June 27, 2012 - Andrea Johnson
How do you think K-12 teachers ought to be teaching evolution?

Science standards across the country are soon likely to require that children in the primary grades have a basic understanding of evolution, which will make it harder for teachers to dodge what is still a controversial topic for many Americans for reasons of religion. For instance, an article in the summer issue of the American Educator, a quarterly journal for teachers, said that under the standards second graders will need to know that "Some kinds of plants and animals that once lived on Earth (e.g., dinosaurs) are no longer found anywhere, although others now living (e.g., lizards) resemble them in some ways." Elementary science teachers across the country have generally avoided teaching youngsters that level of detail. High school teachers will be required to make the study of evolution the centerpiece of biology instruction.

Many parents and students are expected to object if schools start teaching evolution more rigorously. More than half of Americans either don't think evolution should be taught in the schools at all or think that it ought to be taught along with creationism or intelligent design, which argues that God created the world or has guided evolution. Evangelical Christians are most likely to resist the theory of evolution; mainline Protestants and Catholics and Jews tend to accept evolution and don't see it as conflicting with their faiths.

School districts have responded to the pressure from parents. According to the article, a 2007 survey of high school biology teachers showed that only about 28 percent of the biology teachers were "clear advocates of evolutionary biology." Another 13 percent were clear advocates of creationism or intelligent design. The remainder of teachers were in the "cautious middle," teaching the concept of evolution but undermining the theory in various ways, probably because they didn't want to stir up controversy. They didn't spend as much time teaching about evolution or didn't teach the theory as rigorously. Those teachers might tell kids they need to learn about evolution to pass a state test but they don't have to believe in it or tell the kids to make up their own minds about whether evolution or creationism is true.
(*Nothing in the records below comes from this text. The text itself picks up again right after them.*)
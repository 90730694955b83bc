pub mod cli;
pub mod config;
pub mod model;
pub mod store;

#[cfg(any(test, feature = "testing"))]
pub mod testing;

pub use model::CollectionName;
pub use store::{Document, DocumentStore, StoreError};
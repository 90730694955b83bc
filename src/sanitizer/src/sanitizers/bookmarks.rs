//! Bookmarks and bookmark folders: delete orphans and cascade to their links.

use anyhow::{Context, Result};
use common::CollectionName;
use common::model::{BookmarkDoc, BookmarkFolderDoc};

use super::{CleanupResult, Sanitizer, policy_allows};
use crate::references::ReferenceIndex;

impl Sanitizer {
    /// Delete bookmarks whose user or article is gone, together with every
    /// folder link pointing at them.
    pub async fn sanitize_bookmarks(&self, dry_run: bool) -> Result<CleanupResult> {
        let mut result = CleanupResult::new(
            CollectionName::Bookmarks,
            "delete_orphaned_bookmarks",
            dry_run,
        );

        let index = ReferenceIndex::load(
            self.store.as_ref(),
            [CollectionName::Users, CollectionName::Articles],
        )
        .await
        .context("Failed to load user and article IDs")?;

        let documents = self
            .store
            .scan(CollectionName::Bookmarks, BookmarkDoc::PROJECTION)
            .await
            .context("Failed to scan bookmarks")?;
        result.records_scanned = documents.len() as u64;

        if !policy_allows(CollectionName::Bookmarks, &["userId", "nuggetId"])
            || !policy_allows(CollectionName::BookmarkFolderLinks, &["bookmarkId"])
        {
            result.records_skipped = result.records_scanned;
            return Ok(result);
        }

        // Non-string references decode as absent, which is never valid
        let doomed: Vec<String> = documents
            .into_iter()
            .filter(|document| {
                let bookmark: BookmarkDoc = document.decode().unwrap_or_default();
                !(index.is_valid(CollectionName::Users, bookmark.user_id.as_deref())
                    && index.is_valid(CollectionName::Articles, bookmark.nugget_id.as_deref()))
            })
            .map(|document| document.id)
            .collect();

        tracing::info!(
            scanned = result.records_scanned,
            orphaned = doomed.len(),
            dry_run = dry_run,
            "Identified orphaned bookmarks"
        );

        self.delete_in_batches(&mut result, &doomed, Some("bookmarkId"))
            .await?;
        Ok(result)
    }

    /// Delete folders whose owner is gone, together with every link into them.
    pub async fn sanitize_bookmark_folders(&self, dry_run: bool) -> Result<CleanupResult> {
        let mut result = CleanupResult::new(
            CollectionName::BookmarkFolders,
            "delete_orphaned_folders",
            dry_run,
        );

        let index = ReferenceIndex::load(self.store.as_ref(), [CollectionName::Users])
            .await
            .context("Failed to load user IDs")?;

        let documents = self
            .store
            .scan(CollectionName::BookmarkFolders, BookmarkFolderDoc::PROJECTION)
            .await
            .context("Failed to scan bookmark folders")?;
        result.records_scanned = documents.len() as u64;

        if !policy_allows(CollectionName::BookmarkFolders, &["userId"])
            || !policy_allows(CollectionName::BookmarkFolderLinks, &["folderId"])
        {
            result.records_skipped = result.records_scanned;
            return Ok(result);
        }

        let doomed: Vec<String> = documents
            .into_iter()
            .filter(|document| {
                let folder: BookmarkFolderDoc = document.decode().unwrap_or_default();
                !index.is_valid(CollectionName::Users, folder.user_id.as_deref())
            })
            .map(|document| document.id)
            .collect();

        tracing::info!(
            scanned = result.records_scanned,
            orphaned = doomed.len(),
            dry_run = dry_run,
            "Identified orphaned bookmark folders"
        );

        self.delete_in_batches(&mut result, &doomed, Some("folderId"))
            .await?;
        Ok(result)
    }
}
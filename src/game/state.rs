//! Progression state: resource counter, per-upgrade levels and derived stats.

use super::catalog::UpgradeType;
use super::cost;

/// Mutable level of one upgrade type.
#[derive(Clone, Debug, PartialEq)]
pub struct UpgradeState {
    pub kind: UpgradeType,
    pub level: u32,
    /// Cost of the next unit. Always derived from `level` via [`UpgradeState::set_level`].
    pub current_cost: f64,
}

impl UpgradeState {
    pub fn new(kind: UpgradeType) -> Self {
        Self {
            kind,
            level: 0,
            current_cost: cost::cost_at_level(kind, 0),
        }
    }

    pub fn set_level(&mut self, level: u32) {
        self.level = level;
        self.current_cost = cost::cost_at_level(self.kind, level);
    }
}

/// How many units a purchase request asks for.
#[derive(Clone, Copy, Debug, PartialEq, Eq, Default)]
pub enum PurchaseMode {
    /// Buy the caller's requested count (one, from the UI).
    #[default]
    Single,
    /// Buy a fixed batch of ten.
    Bulk10,
    /// Buy as many as the current resource allows.
    MaxAffordable,
}

impl PurchaseMode {
    /// Next mode in the sticky-mode cycle.
    pub fn next(self) -> Self {
        match self {
            PurchaseMode::Single => PurchaseMode::Bulk10,
            PurchaseMode::Bulk10 => PurchaseMode::MaxAffordable,
            PurchaseMode::MaxAffordable => PurchaseMode::Single,
        }
    }

    pub fn label(self) -> &'static str {
        match self {
            PurchaseMode::Single => "x1",
            PurchaseMode::Bulk10 => "x10",
            PurchaseMode::MaxAffordable => "MAX",
        }
    }
}

/// Result of a purchase request.
#[derive(Clone, Copy, Debug, PartialEq, Default)]
pub struct PurchaseOutcome {
    pub purchased: u32,
    pub spent: f64,
}

pub const BULK_PURCHASE_COUNT: u32 = 10;

/// Full progression state of a session.
#[derive(Clone, Debug, PartialEq)]
pub struct ProgressionState {
    /// Spendable clicks. Fractional between passive ticks.
    pub resource_total: f64,
    /// Clicks granted per manual click.
    pub click_yield: f64,
    /// Clicks granted per second without input.
    pub passive_rate: f64,
    /// One entry per [`UpgradeType::ALL`], same order.
    pub upgrades: Vec<UpgradeState>,
}

impl ProgressionState {
    pub fn new() -> Self {
        let mut state = Self {
            resource_total: 0.0,
            click_yield: 1.0,
            passive_rate: 0.0,
            upgrades: UpgradeType::ALL.iter().map(|&k| UpgradeState::new(k)).collect(),
        };
        state.recalculate_stats();
        state
    }

    pub fn upgrade(&self, kind: UpgradeType) -> &UpgradeState {
        &self.upgrades[kind.index()]
    }

    pub fn level(&self, kind: UpgradeType) -> u32 {
        self.upgrade(kind).level
    }

    /// Set a level directly (loading, tests) and keep derived stats in sync.
    pub fn set_level(&mut self, kind: UpgradeType, level: u32) {
        self.upgrades[kind.index()].set_level(level);
        self.recalculate_stats();
    }

    /// Manual click. Returns the amount granted.
    pub fn apply_click(&mut self) -> f64 {
        let granted = self.click_yield;
        self.resource_total += granted;
        granted
    }

    /// Passive income for a fraction of a second.
    pub fn apply_passive_tick(&mut self, fraction_of_second: f64) {
        if fraction_of_second <= 0.0 {
            return;
        }
        self.resource_total += self.passive_rate * fraction_of_second;
    }

    /// Max-affordable count for `kind` against the current resource.
    pub fn max_affordable(&self, kind: UpgradeType) -> u32 {
        cost::max_affordable_purchases(kind, self.level(kind), self.resource_total)
    }

    /// Buy up to the count implied by `mode`, one unit at a time.
    ///
    /// Stops the moment the next unit is unaffordable, so the outcome may be smaller than
    /// requested but never larger. Derived stats are recomputed once at the end.
    pub fn purchase(
        &mut self,
        kind: UpgradeType,
        requested_count: u32,
        mode: PurchaseMode,
    ) -> PurchaseOutcome {
        let count = match mode {
            PurchaseMode::Single => requested_count,
            PurchaseMode::Bulk10 => BULK_PURCHASE_COUNT,
            PurchaseMode::MaxAffordable => self.max_affordable(kind),
        };

        let mut outcome = PurchaseOutcome::default();
        for _ in 0..count {
            let upgrade = &mut self.upgrades[kind.index()];
            let price = cost::cost_for_purchase(upgrade);
            if self.resource_total < price {
                break;
            }
            self.resource_total -= price;
            upgrade.set_level(upgrade.level.saturating_add(1));
            outcome.purchased += 1;
            outcome.spent += price;
        }

        self.recalculate_stats();
        if outcome.purchased > 0 {
            log::debug!(
                "bought {} x {:?} for {} (level {})",
                outcome.purchased,
                kind,
                outcome.spent,
                self.level(kind)
            );
        }
        outcome
    }

    /// Recompute click yield, then passive rate (ClickMagnet scales with the new click yield).
    pub fn recalculate_stats(&mut self) {
        let contribution = |kind: UpgradeType| {
            self.level(kind) as f64 * kind.definition().bonus_per_level
        };

        let click_yield = 1.0
            + contribution(UpgradeType::Cursor)
            + contribution(UpgradeType::WindowOptimization);

        let passive_rate = contribution(UpgradeType::Autoclicker)
            + contribution(UpgradeType::Factory)
            + contribution(UpgradeType::GlobalDominance)
            + contribution(UpgradeType::ClickMagnet) * click_yield;

        self.click_yield = click_yield;
        self.passive_rate = passive_rate;
    }
}

impl Default for ProgressionState {
    fn default() -> Self {
        Self::new()
    }
}

#[cfg(test)]
mod tests {
    use super::*;

    #[test]
    fn fresh_state_defaults() {
        let s = ProgressionState::new();
        assert_eq!(s.resource_total, 0.0);
        assert_eq!(s.click_yield, 1.0);
        assert_eq!(s.passive_rate, 0.0);
        assert_eq!(s.upgrades.len(), 6);
        assert!(s.upgrades.iter().all(|u| u.level == 0));
    }

    #[test]
    fn ten_clicks_then_buy_cursor() {
        let mut s = ProgressionState::new();
        for _ in 0..10 {
            assert_eq!(s.apply_click(), 1.0);
        }
        assert_eq!(s.resource_total, 10.0);

        let out = s.purchase(UpgradeType::Cursor, 1, PurchaseMode::Single);
        assert_eq!(out.purchased, 1);
        assert_eq!(out.spent, 10.0);
        assert_eq!(s.resource_total, 0.0);
        assert_eq!(s.level(UpgradeType::Cursor), 1);
        assert_eq!(s.click_yield, 2.0);
    }

    #[test]
    fn purchase_insufficient_funds_buys_nothing() {
        let mut s = ProgressionState::new();
        s.resource_total = 9.0;
        let out = s.purchase(UpgradeType::Cursor, 1, PurchaseMode::Single);
        assert_eq!(out, PurchaseOutcome::default());
        assert_eq!(s.resource_total, 9.0);
    }

    #[test]
    fn bulk_purchase_stops_early() {
        let mut s = ProgressionState::new();
        s.resource_total = 40.0; // 10 + 11 + 13 = 34, next is 15
        let out = s.purchase(UpgradeType::Cursor, 1, PurchaseMode::Bulk10);
        assert_eq!(out.purchased, 3);
        assert_eq!(out.spent, 34.0);
        assert_eq!(s.resource_total, 6.0);
        assert_eq!(s.upgrade(UpgradeType::Cursor).current_cost, 15.0);
    }

    #[test]
    fn bulk_mode_overrides_requested_count() {
        let mut s = ProgressionState::new();
        s.resource_total = 1_000_000.0;
        let out = s.purchase(UpgradeType::Autoclicker, 3, PurchaseMode::Bulk10);
        assert_eq!(out.purchased, 10);
    }

    #[test]
    fn single_mode_honors_requested_count() {
        let mut s = ProgressionState::new();
        s.resource_total = 1_000_000.0;
        let out = s.purchase(UpgradeType::Autoclicker, 3, PurchaseMode::Single);
        assert_eq!(out.purchased, 3);
    }

    #[test]
    fn max_mode_buys_everything_affordable() {
        let mut s = ProgressionState::new();
        s.resource_total = 34.0;
        let out = s.purchase(UpgradeType::Cursor, 1, PurchaseMode::MaxAffordable);
        assert_eq!(out.purchased, 3);
        assert_eq!(s.resource_total, 0.0);
        assert_eq!(s.max_affordable(UpgradeType::Cursor), 0);
    }

    #[test]
    fn derived_stats_formula() {
        let mut s = ProgressionState::new();
        s.set_level(UpgradeType::Cursor, 2); // +2
        s.set_level(UpgradeType::WindowOptimization, 1); // +5
        s.set_level(UpgradeType::Autoclicker, 3); // 3
        s.set_level(UpgradeType::Factory, 2); // 20
        s.set_level(UpgradeType::GlobalDominance, 1); // 50
        s.set_level(UpgradeType::ClickMagnet, 2); // 2 * 1 * click_yield

        assert_eq!(s.click_yield, 8.0);
        assert_eq!(s.passive_rate, 3.0 + 20.0 + 50.0 + 2.0 * 8.0);
    }

    #[test]
    fn click_magnet_tracks_click_yield_changes() {
        let mut s = ProgressionState::new();
        s.set_level(UpgradeType::ClickMagnet, 1);
        assert_eq!(s.passive_rate, 1.0);
        s.resource_total = 10.0;
        s.purchase(UpgradeType::Cursor, 1, PurchaseMode::Single);
        assert_eq!(s.passive_rate, 2.0);
    }

    #[test]
    fn passive_tick_adds_fraction() {
        let mut s = ProgressionState::new();
        s.set_level(UpgradeType::Factory, 1); // 10/s
        s.apply_passive_tick(0.1);
        assert!((s.resource_total - 1.0).abs() < 1e-9);
    }

    #[test]
    fn passive_tick_ignores_nonpositive_fraction() {
        let mut s = ProgressionState::new();
        s.set_level(UpgradeType::Factory, 1);
        s.apply_passive_tick(0.0);
        s.apply_passive_tick(-1.0);
        assert_eq!(s.resource_total, 0.0);
    }

    #[test]
    fn cost_recomputed_on_level_change() {
        let mut u = UpgradeState::new(UpgradeType::Cursor);
        u.set_level(3);
        assert_eq!(u.current_cost, 15.0);
    }

    #[test]
    fn purchase_mode_cycle() {
        assert_eq!(PurchaseMode::Single.next(), PurchaseMode::Bulk10);
        assert_eq!(PurchaseMode::Bulk10.next(), PurchaseMode::MaxAffordable);
        assert_eq!(PurchaseMode::MaxAffordable.next(), PurchaseMode::Single);
    }
}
All of this is an issue because America desperately needs more home-grown scientists and we aren't turning out enough of them. Many of our scientists are coming from abroad and other countries could quickly surpass the United States in the sciences. Kids who don't learn and understand evolutionary theory will be crippled if they want to pursue a career in the sciences. There is no real controversy among scientists about evolution. The National Academy of Sciences says the evidence for evolution is "overwhelming and compelling." Scientists believe that humans did indeed evolve from apes.

So how best to ensure that kids actually get a good scientific education and that the country doesn't fall too far behind? One Arizona biology teacher quoted in the American Educator article said she is both committed to teaching evolutionary biology and is a practicing Christian. She tries to teach her students that science and religion ask different questions and don't necessary have to conflict. My own high school biology teacher was an outspoken atheist but he assigned the class to write an essay explaining both the theory of evolution and what our own churches taught about evolution. The essay also had to address how we thought schools ought to teach evolution and/or creationism. That may have been the best way to teach the concept in a conservative, religious area, though I don't think we actually spent much time on the theory of evolution. Minot State University has hosted Darwin Days, where kids learn in depth about evolution in fun, engaging ways. Area schools bus high school biology students to the university for a day to listen to speakers and view scientific presentations. I like MSU's approach and wish more high school biology students could attend Darwin Days.

However evolution is taught, it's pretty clear to me that it must be taught and taught well or kids will lose out.